MJ Suriya MJ Suriya - 4 months ago 6
Perl Question

Removing ": " from JSON-like data

I have a 1,00,000-line JSON text file. Manual extraction is not fair. I have written a Perl program to read each line of the file, which meets my needs.

Here's a sample text file

Sample.txt



"key": "Programming",
"doc_count": 1

"key": "Base",
"doc_count": 1,

"key": "Experience",
"doc_count": 1

"key": "Electrophoresis",
"doc_count": 1


I would like to take the key value alone delimited by double brackets, say Programming, Base, Experience and Electrophoresis.

Here's the Perl code that I tried:

ExtractKeyValue.pl



use strict;
use warnings;

my $file = $ARGV[0];
open my $info, $file or die "Could not open $file: $!";

while( my $line = <$info>) {
if($line =~ /"key(.*)",/){
print $1;
print "\n";
}
}

close $info;


By using this, I am getting this output

": "Programming
": "Base
": "Experience
": "Electrophoresis


I don't want the leading colon and space.

I have tried
$line =~ /"key: "(.*)",/
. But it is not working. The command executes but no output and no error symptoms.
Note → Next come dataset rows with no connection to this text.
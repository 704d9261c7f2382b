use std::fmt;

use serde::{Deserialize, Serialize};

use crate::tools::{APPLICATION_TOOL, BRAINSTORM_TOOL, PARTNER_TOOL};

/// The three assistants. Each one has its own system prompt and tool set.
#[derive(Clone, Copy, Debug, PartialEq, Eq, Hash, Serialize, Deserialize)]
#[serde(rename_all = "lowercase")]
pub enum AgentType {
    Brainstorming,
    Planning,
    Application,
}

impl AgentType {
    pub const ALL: [AgentType; 3] =
        [AgentType::Brainstorming, AgentType::Planning, AgentType::Application];

    pub fn as_str(&self) -> &'static str {
        match self {
            Self::Brainstorming => "brainstorming",
            Self::Planning => "planning",
            Self::Application => "application",
        }
    }

    /// Unknown names fall back to brainstorming.
    pub fn parse_lenient(raw: &str) -> Self {
        let normalized = raw.trim().to_ascii_lowercase();
        Self::ALL.into_iter().find(|agent| agent.as_str() == normalized).unwrap_or_else(|| {
            tracing::debug!(
                event_name = "agent.type.fallback",
                requested = raw,
                "unknown agent type, using brainstorming"
            );
            Self::Brainstorming
        })
    }

    pub fn tool_names(&self) -> &'static [&'static str] {
        match self {
            Self::Brainstorming => &[BRAINSTORM_TOOL, PARTNER_TOOL],
            Self::Planning => &[PARTNER_TOOL, APPLICATION_TOOL],
            Self::Application => &[APPLICATION_TOOL],
        }
    }
}

impl fmt::Display for AgentType {
    fn fmt(&self, f: &mut fmt::Formatter<'_>) -> fmt::Result {
        f.write_str(self.as_str())
    }
}
use std::str::FromStr;
use std::time::Duration;

use horizon_core::config::DatabaseConfig;
use sqlx::sqlite::{SqliteConnectOptions, SqliteJournalMode, SqlitePoolOptions};

pub type DbPool = sqlx::SqlitePool;

pub async fn connect(database_url: &str) -> Result<DbPool, sqlx::Error> {
    connect_with_settings(database_url, 5, 30).await
}

pub async fn connect_with_config(config: &DatabaseConfig) -> Result<DbPool, sqlx::Error> {
    connect_with_settings(&config.url, config.max_connections, config.timeout_secs).await
}

/// Opens a pool with foreign keys enforced. File databases are created on
/// first use and run in WAL mode; in-memory URLs keep the default journal.
pub async fn connect_with_settings(
    database_url: &str,
    max_connections: u32,
    timeout_secs: u64,
) -> Result<DbPool, sqlx::Error> {
    let mut options = SqliteConnectOptions::from_str(database_url)?
        .create_if_missing(true)
        .foreign_keys(true)
        .busy_timeout(Duration::from_secs(5));
    if !database_url.contains(":memory:") {
        options = options.journal_mode(SqliteJournalMode::Wal);
    }

    SqlitePoolOptions::new()
        .max_connections(max_connections.max(1))
        .acquire_timeout(Duration::from_secs(timeout_secs.max(1)))
        .connect_with(options)
        .await
}
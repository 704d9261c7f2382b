//! Assistant runtime for Open Horizon.
//!
//! Three tools sit on top of an OpenAI-compatible completion endpoint:
//! - `brainstorm_project_ideas` turns an idea into scored project concepts
//! - `discover_erasmus_partners` ranks the partner catalog
//! - `generate_application_section` drafts and checks application text
//!
//! [`runtime::AgentRuntime`] wires them to one LLM client and one set of
//! repositories, and runs chat turns for the three assistants
//! (brainstorming, planning, application). In chat the model calls the
//! assistant's tools through OpenAI-style function calling.
//!
//! The model only writes prose and concepts. Partner ranking, word limits and
//! compliance checks are computed in `horizon-core`, never by the model.

pub mod agents;
pub mod llm;
pub mod prompts;
pub mod runtime;
pub mod tools;

pub use agents::AgentType;
pub use llm::{
    AssistantTurn, CompletionRequest, ConversationMessage, ConversationRequest, LlmClient,
    LlmError, OpenAiCompatibleClient, ScriptedLlmClient, ToolCall, ToolSpec,
};
pub use runtime::{AgentRuntime, ChatReply, RuntimeError};
pub use tools::{ToolContext, ToolRegistry};
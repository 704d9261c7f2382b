use chrono::{DateTime, Duration, Utc};

use crate::config::RetentionConfig;

#[derive(Clone, Copy, Debug, PartialEq, Eq)]
pub struct RetentionPolicy {
    pub partner_search_days: i64,
    pub session_days: i64,
}

impl Default for RetentionPolicy {
    fn default() -> Self {
        Self { partner_search_days: 30, session_days: 90 }
    }
}

impl From<&RetentionConfig> for RetentionPolicy {
    fn from(config: &RetentionConfig) -> Self {
        Self {
            partner_search_days: config.partner_search_days,
            session_days: config.session_days,
        }
    }
}

#[derive(Clone, Copy, Debug, PartialEq, Eq)]
pub struct RetentionCutoffs {
    pub partner_searches_before: DateTime<Utc>,
    pub sessions_before: DateTime<Utc>,
}

impl RetentionPolicy {
    pub fn cutoffs(&self, now: DateTime<Utc>) -> RetentionCutoffs {
        RetentionCutoffs {
            partner_searches_before: now - Duration::days(self.partner_search_days),
            sessions_before: now - Duration::days(self.session_days),
        }
    }
}

#[cfg(test)]
mod tests {
    use chrono::{Duration, TimeZone, Utc};

    use super::RetentionPolicy;

    #[test]
    fn default_cutoffs_are_thirty_and_ninety_days() {
        let now = Utc.with_ymd_and_hms(2026, 6, 1, 12, 0, 0).single().expect("valid date");
        let cutoffs = RetentionPolicy::default().cutoffs(now);
        assert_eq!(now - cutoffs.partner_searches_before, Duration::days(30));
        assert_eq!(now - cutoffs.sessions_before, Duration::days(90));
    }
}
G:\ExtractKeyValue_Regex>perl ExtractKeyValue.pl Sample.txt > Output_Sample.txt

G:\ExtractKeyValue_Regex>


The output should be like,

Expected Output:



Programming
Base
Experience
Electrophoresis


I could not figure out why the colon
:
and space and double quotes
"
are not tracked by the pattern.

Answer

With the lines you show all you need is

my $key_assoc = $line =~ /: "([^"]+)/;

print "$key_assoc\n" if $key_assoc;

Or you can throw in the "key" string and ", for extra assurance and a format check

if ($line =~ /"key": "([^"]+)",/) {
    # ...
}

Note that + makes it not capture anything if there are empty quotes ("key": "",) while .* would get you the empty string in that case. A detail which may not matter, but they are different.